- **Required action**
Only a number is wanted here: the count of lines in the entries below that contain the word "RwLock".

- **Data to use**
//! 应用程序初始化和启动
//!
//! 负责应用的完整启动流程，包括：
//! - 日志系统初始化
//! - 各领域模块初始化
//! - Actor 系统启动
//! - 控制台界面（从标准输入读取命令）

use std::sync::Arc;

use anyhow::{anyhow, Result};
use tokio::io::{AsyncBufReadExt, BufReader};
use tokio::sync::broadcast::error::RecvError;
use tracing::{info, warn};

use crate::camera::SimulatedCamera;
use crate::commands;
use crate::event_bus::{AppEvent, GalleryChange};
use crate::logger::{self, LogBroadcaster};
use crate::settings::SettingsManager;
use crate::ui::{GalleryView, MainView};
use crate::utils;
use crate::{AppPaths, AppState};

const HELP: &str = "\
命令:
  r               开始/停止录制
  x <iso> <秒>    调节曝光（不带参数时显示当前范围）
  g               打开相册
  e               切换编辑模式
  t <下标>        编辑模式下选择，否则预览
  d [下标...]     删除选中的图片，或直接删除指定下标
  i               相册信息
  c               完成拍摄（删除全部图片）
  s               系统状态
  p               当前配置
  q               退出";

/// 应用程序入口点
///
/// 1. 日志系统初始化
/// 2. 运行时创建
/// 3. 领域模块和 Actor 初始化
/// 4. 控制台界面运行直到退出
pub fn run() -> Result<()> {
    // 创建日志广播器
    let log_broadcaster = Arc::new(LogBroadcaster::new());

    // 初始化日志系统
    logger::init_with_broadcaster(log_broadcaster.clone(), &utils::get_log_dir())
        .map_err(|e| anyhow!("初始化日志失败: {}", e))?;

    let runtime = tokio::runtime::Runtime::new()?;
    runtime.block_on(async move {
        let paths = AppPaths::from_env();
        let settings = Arc::new(SettingsManager::new(paths.config_path.clone()).await?);
        let jpeg_quality = settings.get().await.jpeg_quality;

        let camera = Arc::new(SimulatedCamera::default().with_jpeg_quality(jpeg_quality));
        let state = AppState::initialize(paths, settings, camera, log_broadcaster).await?;

        commands::setup_camera(&state).await.map_err(|e| anyhow!(e))?;

        let result = run_console(&state).await;
        state.shutdown().await;
        result
    })
}

/// 控制台界面
async fn run_console(state: &AppState) -> Result<()> {
    let mut main_view = MainView::new(state.capture_domain.get_capture_handle().clone());
    let mut gallery_view = GalleryView::new(state.storage_domain.get_gallery().clone());
    let mut events = state.event_bus.subscribe();
    let mut logs = state.system_domain.get_logger().subscribe();
    let mut lines = BufReader::new(tokio::io::stdin()).lines();

    println!("{}", HELP);

    loop {
        tokio::select! {
            line = lines.next_line() => {
                let Some(line) = line? else {
                    info!("标准输入已关闭");
                    break;
                };
                if !handle_line(state, &mut main_view, &mut gallery_view, line.trim()).await {
                    break;
                }
            }
            event = events.recv() => {
                match event {
                    Ok(AppEvent::Capture(change)) => main_view.apply_change(&change),
                    Ok(AppEvent::Gallery(GalleryChange::Error(message))) => {
                        println!("相册错误: {}", message);
                    }
                    Ok(_) => {}
                    Err(RecvError::Lagged(skipped)) => warn!("界面事件落后 {} 条", skipped),
                    Err(RecvError::Closed) => break,
                }
            }
            log = logs.recv() => {
                match log {
                    Ok(log) => println!("{} {:>5} {}: {}", log.timestamp, log.level, log.target, log.message),
                    Err(RecvError::Lagged(skipped)) => println!("日志落后 {} 条", skipped),
                    Err(RecvError::Closed) => break,
                }
            }
        }
    }

    Ok(())
}

/// 处理一行命令，返回 false 表示退出
async fn handle_line(
    state: &AppState,
    main_view: &mut MainView,
    gallery_view: &mut GalleryView,
    line: &str,
) -> bool {
    let mut parts = line.split_whitespace();
    let Some(command) = parts.next() else {
        return true;
    };
    let args: Vec<&str> = parts.collect();

    match command {
        "r" => {
            if main_view.no_camera_access() {
                println!("没有相机权限");
                return true;
            }
            let recording = main_view.toggle_record().await;
            println!("{}", if recording { "录制中..." } else { "已停止录制" });
            if let Some(preview) = main_view.last_image() {
                println!(
                    "最后一张照片: {}x{} (高宽比 {:.2})",
                    preview.width, preview.height, preview.aspect_ratio
                );
            }
        }
        "x" => {
            let mut sheet = main_view.open_settings().await;
            let (Some(iso), Some(shutter)) = (sheet.iso_slider(), sheet.shutter_slider()) else {
                println!("相机会话未就绪");
                return true;
            };
            if args.len() < 2 {
                println!(
                    "{}: {} [{} - {}]  {}: {} [{} - {}]",
                    iso.title(),
                    iso.formatted_value(),
                    iso.min(),
                    iso.max(),
                    shutter.title(),
                    shutter.formatted_value(),
                    shutter.min(),
                    shutter.max()
                );
                return true;
            }
            match (args[0].parse::<f32>(), args[1].parse::<f32>()) {
                (Ok(iso), Ok(shutter)) => {
                    sheet.set_iso(iso);
                    sheet.set_shutter(shutter);
                    if let Some(selection) = sheet.confirm() {
                        match commands::apply_exposure(state, selection).await {
                            Ok(()) => println!(
                                "曝光已调节: ISO {:.2}, 快门 {:.4}s",
                                selection.iso, selection.exposure_duration
                            ),
                            Err(e) => println!("调节曝光失败: {}", e),
                        }
                    }
                }
                _ => println!("参数格式错误"),
            }
        }
        "g" => match gallery_view.reload().await {
            Ok(count) => {
                println!("相册共 {} 张图片", count);
                for (index, path) in gallery_view.items().iter().enumerate() {
                    println!("  [{}] {}", index, path.display());
                }
            }
            Err(e) => println!("加载相册失败: {}", e),
        },
        "e" => {
            let editing = gallery_view.toggle_editing();
            println!("{}", if editing { "编辑模式" } else { "已退出编辑模式" });
        }
        "t" => {
            let Some(index) = args.first().and_then(|s| s.parse::<usize>().ok()) else {
                println!("请输入下标");
                return true;
            };
            match gallery_view.tap(index).await {
                Some(preview) => println!(
                    "预览: {} ({}x{})",
                    preview.path.display(),
                    preview.width,
                    preview.height
                ),
                None if gallery_view.is_editing() => {
                    println!("已选择: {:?}", gallery_view.selected());
                }
                None => println!("无法预览第{}张图片", index),
            }
        }
        "d" if args.is_empty() => {
            let deleted = gallery_view.delete_selected().await;
            println!("已删除 {} 张图片", deleted);
        }
        "d" => {
            let Ok(indices) = args.iter().map(|s| s.parse::<usize>()).collect::<Result<Vec<_>, _>>()
            else {
                println!("参数格式错误");
                return true;
            };
            match commands::delete_gallery_images(state, indices).await {
                Ok(report) => {
                    println!("已删除 {} 张图片", report.removed.len());
                    for failure in &report.failures {
                        println!("  第{}张删除失败: {}", failure.index, failure.error);
                    }
                }
                Err(e) => println!("{}", e),
            }
            if let Err(e) = gallery_view.reload().await {
                println!("加载相册失败: {}", e);
            }
        }
        "i" => println!("{}", gallery_view.info_message().await),
        "c" => match gallery_view.complete().await {
            Ok(()) => println!("拍摄已完成"),
            Err(e) => println!("完成拍摄失败: {}", e),
        },
        "s" => match commands::get_system_status(state).await {
            Ok(status) => println!(
                "拍摄中: {}, 已拍摄: {}, 已保存: {}, 失败: {}, 图片: {} 张",
                status.is_capturing,
                status.captured_frames,
                status.saved_frames,
                status.failed_captures,
                status.storage_usage.image_count
            ),
            Err(e) => println!("获取状态失败: {}", e),
        },
        "p" => match commands::get_app_config(state).await {
            Ok(config) => match serde_json::to_string_pretty(&config) {
                Ok(json) => println!("{}", json),
                Err(e) => println!("序列化配置失败: {}", e),
            },
            Err(e) => println!("获取配置失败: {}", e),
        },
        "q" => {
            if let Err(e) = commands::teardown_camera(state).await {
                println!("释放相机失败: {}", e);
            }
            return false;
        }
        _ => println!("{}", HELP),
    }

    true
}
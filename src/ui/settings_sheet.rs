// 曝光设置面板 - ISO 和快门时长滑块

use crate::models::{ExposureBounds, ExposureSelection};

const ISO_TITLE: &str = "ISO";
const SHUTTER_TITLE: &str = "Shutter Speed";

/// 带标题和数值标签的滑块
#[derive(Debug, Clone, PartialEq)]
pub struct RangeSlider {
    title: String,
    min: f32,
    max: f32,
    value: f32,
}

impl RangeSlider {
    /// 创建滑块，初始值限制在范围内
    pub fn new(title: impl Into<String>, min: f32, max: f32, value: f32) -> Self {
        let (min, max) = if min <= max { (min, max) } else { (max, min) };
        Self {
            title: title.into(),
            min,
            max,
            value: value.clamp(min, max),
        }
    }

    pub fn title(&self) -> &str {
        &self.title
    }

    pub fn min(&self) -> f32 {
        self.min
    }

    pub fn max(&self) -> f32 {
        self.max
    }

    pub fn value(&self) -> f32 {
        self.value
    }

    /// 拖动滑块（超出范围的值被截断）
    pub fn set_value(&mut self, value: f32) {
        self.value = value.clamp(self.min, self.max);
    }

    /// 数值标签，保留两位小数
    pub fn formatted_value(&self) -> String {
        format!("{:.2}", self.value)
    }
}

/// 曝光设置面板
#[derive(Debug, Clone, Default)]
pub struct SettingsSheet {
    iso: Option<RangeSlider>,
    shutter: Option<RangeSlider>,
}

impl SettingsSheet {
    pub fn new() -> Self {
        Self::default()
    }

    /// 用设备曝光范围初始化两个滑块，没有范围时保持原样
    pub fn configure(&mut self, bounds: Option<ExposureBounds>) {
        let Some(bounds) = bounds else {
            return;
        };

        self.iso = Some(RangeSlider::new(
            ISO_TITLE,
            bounds.min_iso,
            bounds.max_iso,
            bounds.current_iso,
        ));
        self.shutter = Some(RangeSlider::new(
            SHUTTER_TITLE,
            bounds.min_exposure_duration as f32,
            bounds.max_exposure_duration as f32,
            bounds.current_exposure_duration as f32,
        ));
    }

    pub fn is_configured(&self) -> bool {
        self.iso.is_some() && self.shutter.is_some()
    }

    pub fn iso_slider(&self) -> Option<&RangeSlider> {
        self.iso.as_ref()
    }

    pub fn shutter_slider(&self) -> Option<&RangeSlider> {
        self.shutter.as_ref()
    }

    pub fn set_iso(&mut self, value: f32) {
        if let Some(slider) = self.iso.as_mut() {
            slider.set_value(value);
        }
    }

    pub fn set_shutter(&mut self, value: f32) {
        if let Some(slider) = self.shutter.as_mut() {
            slider.set_value(value);
        }
    }

    /// 确认调节，返回滑块当前值
    pub fn confirm(&self) -> Option<ExposureSelection> {
        let iso = self.iso.as_ref()?;
        let shutter = self.shutter.as_ref()?;
        Some(ExposureSelection {
            iso: iso.value(),
            exposure_duration: shutter.value(),
        })
    }
}
// 存储领域管理器
//
// 负责图片存储、相册和设置管理相关的功能
// 包含 ImageStoreHandle、GalleryController 和 SettingsManager 三个核心组件

use std::sync::Arc;
use crate::actors::ImageStoreHandle;
use crate::gallery::GalleryController;
use crate::settings::SettingsManager;

/// 存储领域管理器 - 负责图片存储、相册和设置
#[derive(Clone)]
pub struct StorageDomain {
    image_store: ImageStoreHandle,
    gallery: Arc<GalleryController>,
    settings: Arc<SettingsManager>,
}

impl StorageDomain {
    /// 创建新的存储领域管理器
    pub fn new(
        image_store: ImageStoreHandle,
        gallery: Arc<GalleryController>,
        settings: Arc<SettingsManager>,
    ) -> Self {
        Self { image_store, gallery, settings }
    }

    /// 获取图片存储 Handle
    pub fn get_image_store(&self) -> &ImageStoreHandle {
        &self.image_store
    }

    /// 获取相册控制器
    pub fn get_gallery(&self) -> &Arc<GalleryController> {
        &self.gallery
    }

    /// 获取设置管理器
    pub fn get_settings(&self) -> &Arc<SettingsManager> {
        &self.settings
    }
}
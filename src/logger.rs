// 自定义日志层 - 支持将日志实时推送到界面

use std::path::Path;
use std::sync::{Arc, RwLock};

use tokio::sync::broadcast;
use tracing::subscriber::SetGlobalDefaultError;
use tracing::{Event, Subscriber};
use tracing_subscriber::layer::{Context, SubscriberExt};
use tracing_subscriber::Layer;

/// 日志消息
#[derive(Clone, Debug, serde::Serialize)]
pub struct LogMessage {
    pub timestamp: String,
    pub level: String,
    pub target: String,
    pub message: String,
}

/// 日志推送器 - 将日志发送给界面订阅者
pub struct LogBroadcaster {
    sender: broadcast::Sender<LogMessage>,
    enabled: Arc<RwLock<bool>>,
}

impl Default for LogBroadcaster {
    fn default() -> Self {
        Self::new()
    }
}

impl LogBroadcaster {
    pub fn new() -> Self {
        let (sender, _) = broadcast::channel(256);
        Self {
            sender,
            enabled: Arc::new(RwLock::new(true)),
        }
    }

    /// 订阅日志
    pub fn subscribe(&self) -> broadcast::Receiver<LogMessage> {
        self.sender.subscribe()
    }

    /// 设置日志推送开关
    pub fn set_enabled(&self, enabled: bool) {
        if let Ok(mut e) = self.enabled.write() {
            *e = enabled;
        }
    }

    /// 获取日志推送状态
    pub fn is_enabled(&self) -> bool {
        self.enabled.read().map(|e| *e).unwrap_or(false)
    }

    /// 推送日志，没有订阅者时直接丢弃
    fn emit_log(&self, log: LogMessage) {
        if !self.is_enabled() {
            return;
        }
        let _ = self.sender.send(log);
    }
}

/// 自定义日志层
pub struct BroadcastLogLayer {
    broadcaster: Arc<LogBroadcaster>,
}

impl BroadcastLogLayer {
    pub fn new(broadcaster: Arc<LogBroadcaster>) -> Self {
        Self { broadcaster }
    }
}

impl<S: Subscriber> Layer<S> for BroadcastLogLayer {
    fn on_event(&self, event: &Event<'_>, _ctx: Context<'_, S>) {
        if !self.broadcaster.is_enabled() {
            return;
        }

        let metadata = event.metadata();
        let level = metadata.level().to_string();
        let target = metadata.target().to_string();

        // 使用 visitor 提取消息
        struct MessageVisitor {
            message: String,
        }

        impl tracing::field::Visit for MessageVisitor {
            fn record_debug(&mut self, field: &tracing::field::Field, value: &dyn std::fmt::Debug) {
                if field.name() == "message" {
                    self.message = format!("{:?}", value);
                    // 移除首尾引号
                    if self.message.len() >= 2
                        && self.message.starts_with('"')
                        && self.message.ends_with('"')
                    {
                        self.message = self.message[1..self.message.len() - 1].to_string();
                    }
                }
            }
        }

        let mut visitor = MessageVisitor {
            message: String::new(),
        };
        event.record(&mut visitor);

        let timestamp = chrono::Local::now().format("%Y-%m-%d %H:%M:%S%.3f").to_string();

        self.broadcaster.emit_log(LogMessage {
            timestamp,
            level,
            target,
            message: visitor.message,
        });
    }
}

/// 初始化日志系统（按天轮转的文件 + 界面推送）
///
/// 控制台即界面，终端上的日志由界面订阅推送后输出
pub fn init_with_broadcaster(
    broadcaster: Arc<LogBroadcaster>,
    log_dir: &Path,
) -> Result<(), SetGlobalDefaultError> {
    use tracing_subscriber::fmt::time::LocalTime;

    // 创建日志目录
    std::fs::create_dir_all(log_dir).ok();

    // 配置日志输出到文件（每天轮转）
    let file_appender = tracing_appender::rolling::daily(log_dir, "app.log");
    let (non_blocking, _guard) = tracing_appender::non_blocking(file_appender);

    // 保持 guard 在整个程序生命周期
    std::mem::forget(_guard);

    // 使用本地时区
    let timer = LocalTime::new(time::macros::format_description!(
        "[year]-[month]-[day] [hour]:[minute]:[second].[subsecond digits:3]"
    ));

    let broadcast_layer = BroadcastLogLayer::new(broadcaster);

    let subscriber = tracing_subscriber::fmt()
        .with_max_level(tracing::Level::INFO)
        .with_writer(non_blocking)
        .with_timer(timer)
        .with_ansi(false)
        .finish()
        .with(broadcast_layer);

    tracing::subscriber::set_global_default(subscriber)?;

    eprintln!("日志文件位置: {:?}", log_dir);
    Ok(())
}
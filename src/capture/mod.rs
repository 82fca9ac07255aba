// 拍摄模块 - 相机会话控制、定时拍照和照片持久化

pub mod controller;
pub mod persister;
pub mod scheduler;

pub use controller::{CaptureCommand, CaptureConfig, CaptureController, CaptureHandle, CaptureSnapshot};
pub use persister::CapturePersister;
pub use scheduler::CaptureTimer;
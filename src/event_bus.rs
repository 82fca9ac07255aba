// 事件总线 - 用于模块间解耦通信
//
// 实现发布/订阅模式,替代回调闭包式的状态通知
// 使用 tokio::sync::broadcast 实现高效的事件分发

use std::path::PathBuf;
use std::sync::Arc;
use tokio::sync::broadcast;

/// 捕获控制器状态变化
#[derive(Debug, Clone)]
pub enum CaptureChange {
    /// 相机已授权，会话已初始化
    AuthorizedCamera,
    /// 无相机权限
    NoCameraAccess,
    /// 拍照完成（JPEG数据）
    ImageCaptured(Arc<Vec<u8>>),
    /// 非致命错误（拍照失败、设备配置失败）
    Error(String),
}

/// 相册状态变化
#[derive(Debug, Clone)]
pub enum GalleryChange {
    /// 图片列表已刷新
    ImagesRetrieved,
    /// 存储访问错误
    Error(String),
}

/// 应用事件枚举 - 定义所有可能的系统事件
#[derive(Debug, Clone)]
pub enum AppEvent {
    // --- 捕获事件 ---

    /// 捕获控制器状态变化
    Capture(CaptureChange),

    // --- 相册事件 ---

    /// 相册状态变化
    Gallery(GalleryChange),

    // --- 存储事件 ---

    /// 后台保存完成
    ImagesSaved {
        paths: Vec<PathBuf>,
    },

    // --- 系统事件 ---

    /// 配置更新事件
    ConfigUpdated {
        config_type: String,
    },
}

/// 事件总线 - 用于模块间解耦通信
///
/// 使用 broadcast channel 实现发布/订阅模式
/// 支持多个订阅者同时接收事件
pub struct EventBus {
    sender: broadcast::Sender<AppEvent>,
}

impl EventBus {
    /// 创建新的事件总线
    ///
    /// # 参数
    /// - `capacity`: 事件缓冲区大小,建议 100-1000
    pub fn new(capacity: usize) -> Self {
        let (sender, _) = broadcast::channel(capacity.max(1));
        Self { sender }
    }

    /// 发布事件
    ///
    /// 如果没有订阅者,事件会被丢弃(这是正常的)
    pub fn publish(&self, event: AppEvent) {
        match self.sender.send(event) {
            Ok(receiver_count) => {
                tracing::trace!("事件已发布，订阅者数量: {}", receiver_count);
            }
            Err(_) => {
                // 没有订阅者,忽略错误
                tracing::trace!("事件已发布但无订阅者");
            }
        }
    }

    /// 订阅事件
    ///
    /// 返回一个接收器,可以用 `.recv().await` 接收事件
    pub fn subscribe(&self) -> broadcast::Receiver<AppEvent> {
        self.sender.subscribe()
    }

    /// 获取当前订阅者数量
    pub fn subscriber_count(&self) -> usize {
        self.sender.receiver_count()
    }
}

#[cfg(test)]
mod tests {
    use super::*;

    #[tokio::test]
    async fn test_event_bus_basic() {
        let bus = EventBus::new(100);

        // 订阅事件
        let mut receiver = bus.subscribe();

        // 发布事件
        bus.publish(AppEvent::Gallery(GalleryChange::ImagesRetrieved));

        // 接收事件
        match receiver.recv().await {
            Ok(AppEvent::Gallery(GalleryChange::ImagesRetrieved)) => {}
            _ => panic!("未收到预期事件"),
        }
    }

    #[tokio::test]
    async fn test_multiple_subscribers() {
        let bus = EventBus::new(100);

        // 创建多个订阅者
        let mut receiver1 = bus.subscribe();
        let mut receiver2 = bus.subscribe();
        assert_eq!(bus.subscriber_count(), 2);

        // 发布事件
        bus.publish(AppEvent::Capture(CaptureChange::ImageCaptured(Arc::new(
            vec![0xFF, 0xD8],
        ))));

        // 两个订阅者都应该收到事件
        assert!(receiver1.try_recv().is_ok());
        assert!(receiver2.try_recv().is_ok());
    }

    #[test]
    fn test_publish_without_subscribers() {
        let bus = EventBus::new(10);
        bus.publish(AppEvent::ConfigUpdated {
            config_type: "capture".to_string(),
        });
        assert_eq!(bus.subscriber_count(), 0);
    }
}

- **Response to this task**
3